It's usually a multiple-choice question that determines whether the large model can get the multiple-choice question right.
image.png

Some classic discrimination methods:

  • HalEval: Given a question and the correct answer, design some instructions to allow GPT-4 to generate text with hallucinations, construct a similar multiple-choice question, screen out texts with high difficulty hallucinations through the model, and mark the text with hallucinations through manual annotation methods interval. When evaluating the factuality of the large model, design prompts to allow the large model to select the correct answer from all options, or directly let the large model determine whether a given generated result is consistent with the facts. Reference blog: HaluEval: A Large-Scale Hallucination Evaluation Benchmark for Large Language Models_China Normal University Data Institute·Wang Jianing's Blog-CSDN Blog
  • FACTOR: Similar to a multiple choice, it determines whether the likelihood given by the large model for the correct option is the greatest;
  • TruthfulQA: also provides multiple choice mode;

The following table shows several evaluation benchmark methods:
image.png

  • QA: Design some questions, let the large model generate them, and then score them through manual or automatic evaluation methods. Typical representative: TruthfulQA;
  • Task instructions: Design some instructions to let the large model generate results; typical representative: HalEval
  • Completion class: Give some prefix, let the large model be generated, and determine whether the generated content conforms to the facts and whether it conflicts with the prefix. Typical representative: FACTOR

There are usually two types of evaluation indicators:
(1) Manual evaluation,
which usually involves training annotators. When given a question and a candidate answer, the annotator is asked to score the candidate answer based on specific requirements. Typical representatives: TruthfulQA, FactScore.
However, manual evaluation methods are biased and costly.
(2) Model-based automatic evaluation
usually involves training a scoring model based on a constructed evaluation benchmark.

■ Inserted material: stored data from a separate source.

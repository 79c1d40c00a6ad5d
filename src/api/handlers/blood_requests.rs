//! Requests for blood raised at a location.

use super::{page, parse_id, payload};
use crate::{
    api::{
        response::{reply, ApiResponse, PageResponse},
        AppState,
    },
    auth::Identity,
    error::Error,
    models::{parse_field, BloodRequest, BloodType, RequestStatus},
    store::PageRequest,
};
use axum::{
    extract::{Extension, Path, Query},
    http::StatusCode,
    response::{IntoResponse, Response},
    Json,
};
use chrono::{DateTime, Utc};
use serde::{Deserialize, Serialize};
use utoipa::ToSchema;
use uuid::Uuid;

#[derive(ToSchema, Deserialize, Debug)]
pub struct BloodRequestRequest {
    location_id: String,
    /// `A`, `B`, `AB` or `O`
    blood_type: String,
    quantity: i32,
    #[serde(default)]
    description: String,
    /// `pending` (default), `fulfilled` or `cancelled`
    status: Option<String>,
}

#[derive(ToSchema, Serialize, Debug)]
pub struct BloodRequestResponse {
    id: String,
    tenant_id: String,
    location_id: String,
    blood_type: BloodType,
    quantity: i32,
    status: RequestStatus,
    description: String,
    created_by: String,
    created_at: DateTime<Utc>,
    updated_at: DateTime<Utc>,
}

impl From<&BloodRequest> for BloodRequestResponse {
    fn from(request: &BloodRequest) -> Self {
        Self {
            id: request.id.to_string(),
            tenant_id: request.tenant_id.to_string(),
            location_id: request.location_id.to_string(),
            blood_type: request.blood_type,
            quantity: request.quantity,
            status: request.status,
            description: request.description.clone(),
            created_by: request.created_by.to_string(),
            created_at: request.created_at,
            updated_at: request.updated_at,
        }
    }
}

async fn resolve(
    state: &AppState,
    identity: &Identity,
    request: &BloodRequestRequest,
) -> Result<BloodRequest, Error> {
    let blood_type: BloodType = parse_field(&request.blood_type)?;
    let status: RequestStatus = request
        .status
        .as_deref()
        .map(parse_field)
        .transpose()?
        .unwrap_or_default();
    if request.quantity <= 0 {
        return Err(Error::Validation("quantity must be positive".to_string()));
    }

    let location = state
        .locations
        .find_by_id(parse_id("location_id", &request.location_id)?, identity.scope())
        .await?;

    let now = Utc::now();
    Ok(BloodRequest {
        id: Uuid::now_v7(),
        tenant_id: location.tenant_id,
        location_id: location.id,
        blood_type,
        quantity: request.quantity,
        status,
        description: request.description.trim().to_string(),
        created_by: identity.account_id,
        created_at: now,
        updated_at: now,
    })
}

#[utoipa::path(
    post,
    path = "/api/v1/blood-requests",
    request_body = BloodRequestRequest,
    responses(
        (status = 201, description = "Blood request created", body = BloodRequestResponse),
        (status = 400, description = "Invalid input"),
        (status = 404, description = "Location not found"),
    ),
    security(("bearer_auth" = [])),
    tag = "blood-requests"
)]
pub async fn create_blood_request(
    Extension(state): Extension<AppState>,
    identity: Identity,
    request: Option<Json<BloodRequestRequest>>,
) -> Result<Response, Error> {
    let request = payload(request)?;
    let blood_request = resolve(&state, &identity, &request).await?;
    let blood_request = state.blood_requests.create(blood_request).await?;

    Ok(reply(
        StatusCode::CREATED,
        "Blood request created successfully",
        BloodRequestResponse::from(&blood_request),
    ))
}

#[utoipa::path(
    get,
    path = "/api/v1/blood-requests",
    params(PageRequest),
    responses((status = 200, description = "Blood requests in scope", body = [BloodRequestResponse])),
    security(("bearer_auth" = [])),
    tag = "blood-requests"
)]
pub async fn list_blood_requests(
    Extension(state): Extension<AppState>,
    identity: Identity,
    query: Option<Query<PageRequest>>,
) -> Result<Response, Error> {
    let requests = state
        .blood_requests
        .find_all(page(query), identity.scope())
        .await?;

    Ok(reply(
        StatusCode::OK,
        "Successfully retrieved blood requests",
        PageResponse::<BloodRequestResponse>::from_page(requests),
    ))
}

#[utoipa::path(
    get,
    path = "/api/v1/blood-requests/{id}",
    params(("id" = String, Path, description = "Blood request id")),
    responses(
        (status = 200, description = "Blood request", body = BloodRequestResponse),
        (status = 404, description = "Blood request not found"),
    ),
    security(("bearer_auth" = [])),
    tag = "blood-requests"
)]
pub async fn get_blood_request(
    Extension(state): Extension<AppState>,
    identity: Identity,
    Path(id): Path<String>,
) -> Result<Response, Error> {
    let request = state
        .blood_requests
        .find_by_id(parse_id("id", &id)?, identity.scope())
        .await?;

    Ok(reply(
        StatusCode::OK,
        "Successfully retrieved blood request",
        BloodRequestResponse::from(&request),
    ))
}

#[utoipa::path(
    put,
    path = "/api/v1/blood-requests/{id}",
    params(("id" = String, Path, description = "Blood request id")),
    request_body = BloodRequestRequest,
    responses(
        (status = 200, description = "Blood request updated", body = BloodRequestResponse),
        (status = 404, description = "Blood request not found"),
    ),
    security(("bearer_auth" = [])),
    tag = "blood-requests"
)]
pub async fn update_blood_request(
    Extension(state): Extension<AppState>,
    identity: Identity,
    Path(id): Path<String>,
    request: Option<Json<BloodRequestRequest>>,
) -> Result<Response, Error> {
    let id = parse_id("id", &id)?;
    let request = payload(request)?;
    let changes = resolve(&state, &identity, &request).await?;

    let updated = state
        .blood_requests
        .update(id, identity.scope(), |current| {
            current.tenant_id = changes.tenant_id;
            current.location_id = changes.location_id;
            current.blood_type = changes.blood_type;
            current.quantity = changes.quantity;
            current.status = changes.status;
            current.description = changes.description;
            current.updated_at = changes.updated_at;
            Ok(())
        })
        .await?;

    Ok(reply(
        StatusCode::OK,
        "Blood request updated successfully",
        BloodRequestResponse::from(&updated),
    ))
}

#[utoipa::path(
    delete,
    path = "/api/v1/blood-requests/{id}",
    params(("id" = String, Path, description = "Blood request id")),
    responses(
        (status = 200, description = "Blood request deleted"),
        (status = 404, description = "Blood request not found"),
    ),
    security(("bearer_auth" = [])),
    tag = "blood-requests"
)]
pub async fn delete_blood_request(
    Extension(state): Extension<AppState>,
    identity: Identity,
    Path(id): Path<String>,
) -> Result<Response, Error> {
    state
        .blood_requests
        .delete(parse_id("id", &id)?, identity.scope())
        .await?;

    Ok((
        StatusCode::OK,
        Json(ApiResponse::message("Blood request deleted successfully")),
    )
        .into_response())
}
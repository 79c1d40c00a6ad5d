use crate::store::Record;
use chrono::{DateTime, NaiveDate, Utc};
use uuid::Uuid;

/// A donation drive at a location. `tenant_id` is inherited from the location.
#[derive(Clone, Debug, PartialEq)]
pub struct Event {
    pub id: Uuid,
    pub tenant_id: Uuid,
    pub location_id: Uuid,
    pub name: String,
    pub description: String,
    pub start_date: NaiveDate,
    pub end_date: NaiveDate,
    pub created_at: DateTime<Utc>,
    pub updated_at: DateTime<Utc>,
}

impl Record for Event {
    const KIND: &'static str = "event";
    const TENANT_SCOPED: bool = true;

    fn id(&self) -> Uuid {
        self.id
    }

    fn tenant_id(&self) -> Option<Uuid> {
        Some(self.tenant_id)
    }
}
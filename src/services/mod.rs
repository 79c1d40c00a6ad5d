//! Business operations behind the HTTP handlers.
//!
//! Services take typed input, enforce tenant scope and map store failures onto
//! [`crate::Error`]. They hold their stores as trait objects so the same code runs
//! over Postgres and the in-memory store.

pub mod accounts;
pub mod locations;
pub mod resource;
pub mod tenants;

pub use accounts::{AccountService, DetailInput, Profile};
pub use locations::NearbyLocation;
pub use resource::ResourceService;
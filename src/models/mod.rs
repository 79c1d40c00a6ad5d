//! Domain records.

mod account;
mod blood;
mod blood_request;
mod donation;
mod event;
mod location;
mod stock;
mod tenant;

pub use account::{Account, AccountStatus, Gender, UserDetail};
pub use blood::{BloodType, Rhesus};
pub use blood_request::{BloodRequest, RequestStatus};
pub use donation::{Donation, DonationStatus};
pub use event::Event;
pub use location::Location;
pub use stock::Stock;
pub use tenant::Tenant;

use std::{fmt, str::FromStr};

/// Error for a string that is not one of an enum's wire names.
#[derive(Debug, Clone, PartialEq, Eq)]
pub struct InvalidValue {
    pub field: &'static str,
    pub value: String,
}

impl fmt::Display for InvalidValue {
    fn fmt(&self, f: &mut fmt::Formatter<'_>) -> fmt::Result {
        write!(f, "invalid {}: {:?}", self.field, self.value)
    }
}

impl std::error::Error for InvalidValue {}

/// Parses an optional wire value, mapping failures to a validation error.
pub(crate) fn parse_field<T>(value: &str) -> Result<T, crate::Error>
where
    T: FromStr<Err = InvalidValue>,
{
    value
        .parse::<T>()
        .map_err(|err| crate::Error::Validation(err.to_string()))
}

  • TruthfulQA: On hundreds of design annotation benchmarks, GPT-3-6.7B is used to train a two-classification model GPT-Judge. The accuracy of this two-classification model can reach 90 to 96% accuracy. Therefore, when a New questions and candidate answers can be given factual scores more accurately.
  • AlignScore: An Align function is proposed to determine whether the content generated by the large model is factually consistent with the input content. It trains a two-classification model from a large number of NLI, QA, paraphrasing and other tasks to determine whether there is an implication relationship between two texts;
  • FactScore: When given a question and the answer generated by a large model. First, use a general T5 model as a retriever to retrieve relevant knowledge based on the question. Secondly, use an LLaMA-65B model to determine whether the answers generated by the large model are factual based on the retrieved knowledge. Finally, F1 and error rate are used to judge the reliability of this evaluation method, and correlation analysis with human evaluation is performed.
  • Self-contradictory: Let the large model generate a question twice, and use a ChatGPT to determine whether the two generated contents conflict.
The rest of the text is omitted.